Together they are launching the second in a series of innovative mobile campaigns to increase awareness, compassion and understanding for the lifelong impact of Adverse Childhood Experiences (ACEs), and to share a hope for healing. The group is taking the message on the road via a series of multi-city, mobile education bus tours that provide four hours of education and connection to hundreds of professionals, parents and clinicians. The tour also provides advocacy for recognition of Developmental Trauma Disorder (DTD) as a more appropriate diagnosis for young people experiencing the impact of these experiences.

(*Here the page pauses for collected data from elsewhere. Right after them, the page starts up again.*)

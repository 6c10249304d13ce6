//! Serial-link front end of the simulated instrument.

use lightsense_protocol::Link;
use parking_lot::{Mutex, MutexGuard};
use std::collections::VecDeque;
use std::io;
use std::sync::Arc;
use std::time::Duration;
use tracing::debug;

use crate::instrument::{Instrument, SimConfig};

/// Prefix written before every reply while the prompt is enabled.
pub const PROMPT: &str = "> ";

/// Commands longer than this without a terminator are discarded.
const MAX_COMMAND_LENGTH: usize = 128;

/// One instrument that any number of links can be opened to, one after the
/// other, the way a physical port is reopened for each operation.
#[derive(Debug, Clone)]
pub struct SharedInstrument {
    inner: Arc<Mutex<Instrument>>,
    links: Arc<Mutex<LinkCounts>>,
}

#[derive(Debug, Default)]
struct LinkCounts {
    opened: usize,
    closed: usize,
}

impl SharedInstrument {
    pub fn new(config: SimConfig) -> Self {
        SharedInstrument {
            inner: Arc::new(Mutex::new(Instrument::new(config))),
            links: Arc::new(Mutex::new(LinkCounts::default())),
        }
    }

    /// Open a new link. The prompt is enabled again, as after reopening the
    /// port.
    pub fn open_link(&self) -> SimulatedSensor {
        self.links.lock().opened += 1;
        SimulatedSensor::attach(self.clone())
    }

    /// Lock the instrument for inspection or fault injection.
    pub fn lock(&self) -> MutexGuard<'_, Instrument> {
        self.inner.lock()
    }

    /// Number of links opened so far.
    pub fn links_opened(&self) -> usize {
        self.links.lock().opened
    }

    /// Links opened and not yet closed.
    pub fn open_links(&self) -> usize {
        let links = self.links.lock();
        links.opened - links.closed
    }
}

/// A [`Link`] to a simulated instrument.
///
/// Replies are queued as soon as a command line is written and handed out by
/// subsequent reads, optionally in small pieces.
#[derive(Debug)]
pub struct SimulatedSensor {
    instrument: SharedInstrument,
    pending_input: Vec<u8>,
    output: VecDeque<u8>,
    prompt: bool,
    split_replies: Option<usize>,
    read_timeout: Duration,
    closed: bool,
}

impl SimulatedSensor {
    /// A link to a fresh instrument of its own.
    pub fn new(config: SimConfig) -> Self {
        SharedInstrument::new(config).open_link()
    }

    fn attach(instrument: SharedInstrument) -> Self {
        let (split_replies, read_timeout) = {
            let guard = instrument.lock();
            let config = guard.config();
            (
                config.split_replies,
                Duration::from_millis(config.read_timeout_ms),
            )
        };
        SimulatedSensor {
            instrument,
            pending_input: Vec::new(),
            output: VecDeque::new(),
            prompt: true,
            split_replies,
            read_timeout,
            closed: false,
        }
    }

    pub fn instrument(&self) -> &SharedInstrument {
        &self.instrument
    }

    pub fn is_closed(&self) -> bool {
        self.closed
    }

    fn handle_line(&mut self, raw: &[u8]) {
        let line = String::from_utf8_lossy(raw);
        let line = line.trim();
        if line.is_empty() {
            return;
        }
        let reply = self.instrument.lock().handle_line(line);
        let prefix = if self.prompt { PROMPT } else { "" };
        if line == "prompt_off" {
            self.prompt = false;
        }
        self.output.extend(prefix.as_bytes());
        self.output.extend(reply.as_bytes());
        self.output.extend(b"\r\n");
    }

    fn check_open(&self) -> io::Result<()> {
        if self.closed {
            Err(io::Error::new(io::ErrorKind::NotConnected, "link closed"))
        } else {
            Ok(())
        }
    }
}

impl Link for SimulatedSensor {
    fn read_chunk(&mut self, buf: &mut [u8]) -> io::Result<usize> {
        self.check_open()?;
        if self.output.is_empty() {
            if !self.read_timeout.is_zero() {
                std::thread::sleep(self.read_timeout);
            }
            return Ok(0);
        }
        let limit = self.split_replies.unwrap_or(usize::MAX).max(1);
        let n = buf.len().min(limit).min(self.output.len());
        for (slot, byte) in buf.iter_mut().zip(self.output.drain(..n)) {
            *slot = byte;
        }
        Ok(n)
    }

    fn write_all(&mut self, data: &[u8]) -> io::Result<()> {
        self.check_open()?;
        for &byte in data {
            if byte == b'\n' {
                let line = std::mem::take(&mut self.pending_input);
                self.handle_line(&line);
            } else if self.pending_input.len() < MAX_COMMAND_LENGTH {
                self.pending_input.push(byte);
            } else {
                debug!("SimulatedSensor: discarding overlong command");
                self.pending_input.clear();
            }
        }
        Ok(())
    }

    fn read_timeout(&self) -> Duration {
        self.read_timeout
    }

    fn close(&mut self) -> io::Result<()> {
        if !self.closed {
            self.closed = true;
            self.instrument.links.lock().closed += 1;
        }
        Ok(())
    }

    fn describe(&self) -> String {
        "simulated".to_string()
    }
}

The events are open to the public and include presentations and workshops on; Therapeutic Parenting, The Lifelong Impact of Adoption, Rewiring the Traumatized Brain, Canine Therapy, Trauma Sensitive Schools, and Attachment, Trauma and Adoption Competent Therapy. A resource fair is also planned to highlight local trauma sensitive services.
“It is an important time for us to recognize that childhood trauma impacts the development of 1 in 4 children in the U.S. and how these often-overlooked experiences can adversely impact children’s development, physical and emotional health,” Rob Gent, Calo Programs Chief Clinical Officer
Developmental Trauma Disorder (DTD) is a proposed diagnosis focusing on prolonged interpersonal trauma in adolescents and children, which can lead to development delays. Children experiencing DTD can have impaired attachment, lack impulse control, experience delayed cognitive development and maladaptive behaviors. According to Mary McGowan, Executive Director of the Association for Training on Trauma and Attachment in Children (ATTACh) and parent of five adopted foster children, “The challenge has been that no one diagnosis adequately captures the plight of these young people who are overrepresented in treatment facilities. As it stands now, these children are often misdiagnosed and incorrectly treated.”
Although tour organizers are not suggesting that every adopted, foster or neglected child has DTD, they are advocating for better assessment and treatment practices for this population.
The tour launches from Seattle on May 4th and includes stops in Portland, Sacramento, Los Angeles, San Diego and ends in Tempe, AZ on May 11th. “Not only are we advocating for this population, but we are offering workshops for both parents and professionals on new interventions and strategies geared specifically for these youngsters and families,” expressed tour organizer and adoptee Thomas Ahern.
Any proceeds from this tour will be shared equally between the three nonprofit organizations dedicated to working with this population.